How Dunning’s paradigm and Vernon’s product life theory covers Foreign Direct Investment

How Dunning’s paradigm and Vernon’s product life theory covers Foreign Direct Investment

For the international economic system to grow and meaningful development to be achieved, Foreign Direct Investment must be the catalyst that drives this.  However, it is important to understand that FDI does not translate to automatic economic development.  For these benefits to be realized, the international investment architecture together with the national policies of the developing countries that want to attract Direct Foreign investment have to be right (Daniels &Radebaugh, 2009). Since most of the Foreign Direct Investments originate from the developed countries, they have to contribute to establishing an enabling environment. They can do that by helping their developing counterparts to access international markets, as well as the latest technology available, provide development assistance, and help develop an international framework that ensures multinationals operate in a business-friendly environment.  In this paper, I will be interrogating the theory between Dunning’s OLI paradigms or Vernon’s Product Life Cycle that offers the best explanation as to why foreign direct investment takes place from developed nations to the developing ones.
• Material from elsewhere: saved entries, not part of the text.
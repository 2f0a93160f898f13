//! Configuration types for a freeze job.
//!
//! Every knob of a single job lives in [`FreezeJob`], built via its
//! [`FreezeJobBuilder`]. A job is constructed once per user action, executed
//! once, and never mutated afterwards; in particular the compression tier and
//! therefore the DPI/quality pair are fixed for every page of the job.
//!
//! The named presets ([`CompressionTier`], [`OverlayCorner`]) are lenient
//! when parsed from strings: unknown or empty names resolve to the default
//! preset instead of failing, because they usually come from a persisted
//! settings file written by another program.

use crate::error::FreezeError;
use serde::{Deserialize, Serialize};
use std::fmt;
use std::path::PathBuf;
use std::time::Duration;

/// Prefix used when neither the caller nor the settings provide one.
pub const DEFAULT_PREFIX: &str = "AR";

/// Format the serial label stamped on the first page.
///
/// The number is zero-padded to four digits and never truncated:
/// `("AR", 7)` → `"AR0007"`, `("AR", 12345)` → `"AR12345"`.
pub fn serial_label(prefix: &str, number: u64) -> String {
    format!("{prefix}{number:04}")
}

/// Resolution and JPEG quality handed to the rasteriser.
#[derive(Debug, Clone, Copy, PartialEq, Eq, Serialize, Deserialize)]
pub struct TierSettings {
    pub dpi: u32,
    pub quality: u8,
}

/// Named size/fidelity trade-off applied to every page of a job.
///
/// | Tier | DPI | JPEG quality |
/// |------|-----|--------------|
/// | `none` (default) | 300 | 95 |
/// | `low` | 200 | 85 |
/// | `medium` | 150 | 75 |
/// | `high` | 100 | 65 |
#[derive(Debug, Clone, Copy, PartialEq, Eq, Hash, Default, Serialize, Deserialize)]
#[serde(rename_all = "lowercase", from = "String")]
pub enum CompressionTier {
    #[default]
    None,
    Low,
    Medium,
    High,
}

impl CompressionTier {
    pub const ALL: [CompressionTier; 4] = [
        CompressionTier::None,
        CompressionTier::Low,
        CompressionTier::Medium,
        CompressionTier::High,
    ];

    /// Resolve a tier name. Anything but the four exact names, including the
    /// empty string, resolves to [`CompressionTier::None`].
    pub fn resolve(name: &str) -> Self {
        match name {
            "low" => CompressionTier::Low,
            "medium" => CompressionTier::Medium,
            "high" => CompressionTier::High,
            _ => CompressionTier::None,
        }
    }

    /// `true` if `name` is one of the four tier names.
    pub fn is_known(name: &str) -> bool {
        Self::ALL.iter().any(|t| t.as_str() == name)
    }

    pub fn settings(self) -> TierSettings {
        match self {
            CompressionTier::None => TierSettings { dpi: 300, quality: 95 },
            CompressionTier::Low => TierSettings { dpi: 200, quality: 85 },
            CompressionTier::Medium => TierSettings { dpi: 150, quality: 75 },
            CompressionTier::High => TierSettings { dpi: 100, quality: 65 },
        }
    }

    pub fn as_str(self) -> &'static str {
        match self {
            CompressionTier::None => "none",
            CompressionTier::Low => "low",
            CompressionTier::Medium => "medium",
            CompressionTier::High => "high",
        }
    }
}

impl From<String> for CompressionTier {
    fn from(s: String) -> Self {
        Self::resolve(&s)
    }
}

impl fmt::Display for CompressionTier {
    fn fmt(&self, f: &mut fmt::Formatter<'_>) -> fmt::Result {
        f.write_str(self.as_str())
    }
}

/// Page corner the serial label is anchored to.
#[derive(Debug, Clone, Copy, PartialEq, Eq, Hash, Default, Serialize, Deserialize)]
#[serde(rename_all = "kebab-case", from = "String")]
pub enum OverlayCorner {
    TopLeft,
    TopRight,
    BottomLeft,
    #[default]
    BottomRight,
}

impl OverlayCorner {
    pub const ALL: [OverlayCorner; 4] = [
        OverlayCorner::TopLeft,
        OverlayCorner::TopRight,
        OverlayCorner::BottomLeft,
        OverlayCorner::BottomRight,
    ];

    /// Resolve a corner name; unknown or empty names mean `bottom-right`.
    pub fn resolve(name: &str) -> Self {
        match name {
            "top-left" => OverlayCorner::TopLeft,
            "top-right" => OverlayCorner::TopRight,
            "bottom-left" => OverlayCorner::BottomLeft,
            _ => OverlayCorner::BottomRight,
        }
    }

    pub fn as_str(self) -> &'static str {
        match self {
            OverlayCorner::TopLeft => "top-left",
            OverlayCorner::TopRight => "top-right",
            OverlayCorner::BottomLeft => "bottom-left",
            OverlayCorner::BottomRight => "bottom-right",
        }
    }

    pub fn is_top(self) -> bool {
        matches!(self, OverlayCorner::TopLeft | OverlayCorner::TopRight)
    }

    pub fn is_right(self) -> bool {
        matches!(self, OverlayCorner::TopRight | OverlayCorner::BottomRight)
    }
}

impl From<String> for OverlayCorner {
    fn from(s: String) -> Self {
        Self::resolve(&s)
    }
}

impl fmt::Display for OverlayCorner {
    fn fmt(&self, f: &mut fmt::Formatter<'_>) -> fmt::Result {
        f.write_str(self.as_str())
    }
}

/// One conversion: which document, where to, and how to stamp it.
///
/// Built via [`FreezeJob::builder`].
///
/// # Example
/// ```rust
/// use pdf_freezer::{CompressionTier, FreezeJob, OverlayCorner};
///
/// let job = FreezeJob::builder("contract.pdf", "contract_frozen.pdf")
///     .prefix("INV")
///     .corner(OverlayCorner::TopRight)
///     .compression(CompressionTier::Medium)
///     .build()
///     .unwrap();
/// assert_eq!(job.tier_settings().dpi, 150);
/// ```
#[derive(Debug, Clone, PartialEq, Eq, Serialize, Deserialize)]
pub struct FreezeJob {
    /// Source PDF.
    pub input: PathBuf,

    /// Destination PDF. May equal `input` (overwrite mode); the source is
    /// fully rasterised before the destination is replaced.
    pub output: PathBuf,

    /// Stamp the serial label on the first page. Default: true.
    pub overlay: bool,

    /// Label prefix. Default: `"AR"`.
    pub prefix: String,

    /// Corner for the label. Default: bottom-right.
    pub corner: OverlayCorner,

    /// Resolution/quality preset. Default: none (300 DPI, quality 95).
    pub compression: CompressionTier,

    /// Upper bound on the rasterisation step. `None` waits indefinitely
    /// (the caller's cancellation signal still applies).
    pub rasterize_timeout: Option<Duration>,
}

impl FreezeJob {
    pub fn builder(input: impl Into<PathBuf>, output: impl Into<PathBuf>) -> FreezeJobBuilder {
        FreezeJobBuilder {
            job: FreezeJob {
                input: input.into(),
                output: output.into(),
                overlay: true,
                prefix: DEFAULT_PREFIX.to_string(),
                corner: OverlayCorner::default(),
                compression: CompressionTier::default(),
                rasterize_timeout: None,
            },
        }
    }

    pub fn tier_settings(&self) -> TierSettings {
        self.compression.settings()
    }

    /// The label this job stamps for serial `number`, falling back to the
    /// default prefix when the job's prefix is empty.
    pub fn label_for(&self, number: u64) -> String {
        if self.prefix.is_empty() {
            serial_label(DEFAULT_PREFIX, number)
        } else {
            serial_label(&self.prefix, number)
        }
    }
}

/// Builder for [`FreezeJob`].
#[derive(Debug)]
pub struct FreezeJobBuilder {
    job: FreezeJob,
}

impl FreezeJobBuilder {
    pub fn overlay(mut self, enabled: bool) -> Self {
        self.job.overlay = enabled;
        self
    }

    pub fn prefix(mut self, prefix: impl Into<String>) -> Self {
        self.job.prefix = prefix.into();
        self
    }

    pub fn corner(mut self, corner: OverlayCorner) -> Self {
        self.job.corner = corner;
        self
    }

    pub fn compression(mut self, tier: CompressionTier) -> Self {
        self.job.compression = tier;
        self
    }

    pub fn rasterize_timeout(mut self, timeout: Duration) -> Self {
        self.job.rasterize_timeout = Some(timeout);
        self
    }

    /// Build the job, validating the paths.
    pub fn build(self) -> Result<FreezeJob, FreezeError> {
        let j = &self.job;
        if j.input.as_os_str().is_empty() {
            return Err(FreezeError::InvalidInput("no input file selected".into()));
        }
        if j.output.as_os_str().is_empty() {
            return Err(FreezeError::InvalidConfig("output path is empty".into()));
        }
        if j.rasterize_timeout == Some(Duration::ZERO) {
            return Err(FreezeError::InvalidConfig(
                "rasterize timeout must be > 0".into(),
            ));
        }
        Ok(self.job)
    }
}
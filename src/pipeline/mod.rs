//! Pipeline stages for PDF freezing.
//!
//! Each submodule implements exactly one transformation step.
//! Keeping stages separate makes each independently testable and lets the
//! rasteriser be swapped for a test double without touching reassembly.
//!
//! ## Data Flow
//!
//! ```text
//! source.pdf ──▶ rasterize ──▶ page-N.jpg … ──▶ assemble ──▶ output.pdf
//!               (Ghostscript)   (temp dir)      (lopdf)
//!                                                  ▲
//!                                     font ────────┘
//! ```
//!
//! 1. [`rasterize`]: run the engine into a scoped temp directory and return
//!    the page images in numeric order
//! 2. [`font`]: locate and measure the overlay typeface
//! 3. [`assemble`]: one page per image, sized from pixels and DPI, with an
//!    optional label; saved atomically

pub mod assemble;
pub mod font;
pub mod rasterize;
//! Integration tests for the freeze pipeline.
//!
//! Ghostscript is replaced by [`FakeRasterizer`], which writes synthetic
//! JPEGs into the job's scratch directory (in scrambled order, the way a
//! directory listing may return them) and reuses the real page collector.
//! Outputs are checked by re-reading them with `lopdf`.
//!
//! Run with:
//!   cargo test --test freeze

use image::{ImageBuffer, Rgb};
use lopdf::content::Content;
use lopdf::{Document, Object, ObjectId};
use pdf_freezer::pipeline::rasterize::collect_pages;
use pdf_freezer::{
    CancelSignal, CompressionTier, FontSource, FreezeError, FreezeJob, FreezeProgressCallback,
    Freezer, FreezerApp, OverlayCorner, PageImage, ProcessOverrides, Rasterizer, SequenceManager,
    OverlayFont, TierSettings,
};
use std::collections::BTreeSet;
use std::path::{Path, PathBuf};
use std::sync::{Arc, Mutex};
use std::time::Duration;
use tokio_test::{assert_err, assert_ok};
use tracing_subscriber::EnvFilter;

// ── Test helpers ─────────────────────────────────────────────────────────────

#[derive(Clone, Copy, Debug)]
enum Behaviour {
    /// Write the configured pages.
    Pages,
    /// Exit "successfully" without writing anything.
    Nothing,
    /// Fail like a crashing engine.
    Crash,
    /// Block until the signal fires.
    Hang,
}

/// Stand-in engine that records where it was asked to write.
#[derive(Clone)]
struct FakeRasterizer {
    pages: Vec<(u32, u32)>,
    behaviour: Behaviour,
    seen: Arc<Mutex<Vec<(PathBuf, TierSettings)>>>,
}

impl FakeRasterizer {
    fn pages(pages: &[(u32, u32)]) -> Self {
        Self {
            pages: pages.to_vec(),
            behaviour: Behaviour::Pages,
            seen: Arc::default(),
        }
    }

    fn behaving(behaviour: Behaviour) -> Self {
        Self {
            behaviour,
            ..Self::pages(&[(40, 60)])
        }
    }

    fn last_workdir(&self) -> PathBuf {
        self.seen.lock().unwrap().last().unwrap().0.clone()
    }

    fn last_settings(&self) -> TierSettings {
        self.seen.lock().unwrap().last().unwrap().1
    }
}

impl Rasterizer for FakeRasterizer {
    async fn check(&self) -> Result<(), FreezeError> {
        Ok(())
    }

    async fn extract_pages(
        &self,
        _source: &Path,
        out_dir: &Path,
        settings: TierSettings,
        cancel: &CancelSignal,
    ) -> Result<Vec<PageImage>, FreezeError> {
        self.seen
            .lock()
            .unwrap()
            .push((out_dir.to_path_buf(), settings));

        match self.behaviour {
            Behaviour::Pages => {
                // Last page first so the collector has to sort.
                for (i, &(w, h)) in self.pages.iter().enumerate().rev() {
                    write_jpeg(&out_dir.join(format!("page-{}.jpg", i + 1)), w, h);
                }
                std::fs::write(out_dir.join("gs.log"), b"noise").unwrap();
                collect_pages(out_dir, settings.dpi)
            }
            Behaviour::Nothing => Ok(Vec::new()),
            Behaviour::Crash => Err(FreezeError::Rasterization {
                detail: "exit status 1".into(),
                output: "Error: /undefined in --file--".into(),
            }),
            Behaviour::Hang => {
                let reason = cancel.cancelled().await;
                Err(FreezeError::Cancelled {
                    reason: reason.to_string(),
                })
            }
        }
    }
}

/// Route library logs through the test harness (`RUST_LOG=debug` to see them).
fn init_tracing() {
    let _ = tracing_subscriber::fmt()
        .with_env_filter(EnvFilter::from_default_env())
        .with_test_writer()
        .try_init();
}

fn write_jpeg(path: &Path, w: u32, h: u32) {
    let img: ImageBuffer<Rgb<u8>, Vec<u8>> =
        ImageBuffer::from_fn(w, h, |x, y| Rgb([(x % 256) as u8, (y % 256) as u8, 200]));
    img.save_with_format(path, image::ImageFormat::Jpeg)
        .unwrap();
}

/// A scratch area with an input file and a counter directory.
struct Sandbox {
    _dir: tempfile::TempDir,
    input: PathBuf,
    data: PathBuf,
}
Foreign Direct Investment Trends            The late nineties to early two thousand saw the rise in direct foreign investment; however, most of these direct investments were not from developed countries to the developing ones. In sharp contrast to that expectation, only a small fraction of these FDI went to developing nations. Statistics show that in the year 2000, the total inflows of direct foreign Investment stood at $1. 3 trillion dollars. This number is said to have been four times what it was in the mid-nineties (Nocke, & Stephen 2008, 530). The interesting part, however, was that out of the total foreign direct investment, 80% went to developed countries, while 90% of the development came from the developed countries (Nocke, & Stephen 2008, 530).  Studies further reveal that the small amount of FDI that goes abroad is unevenly distributed with the bulk of it going to Asia and Latin America. Although the amount of Direct Foreign Investment that comes from developed countries can be regarded as small, it is a significant portion to the developing countries given the size and the level of development of their economies.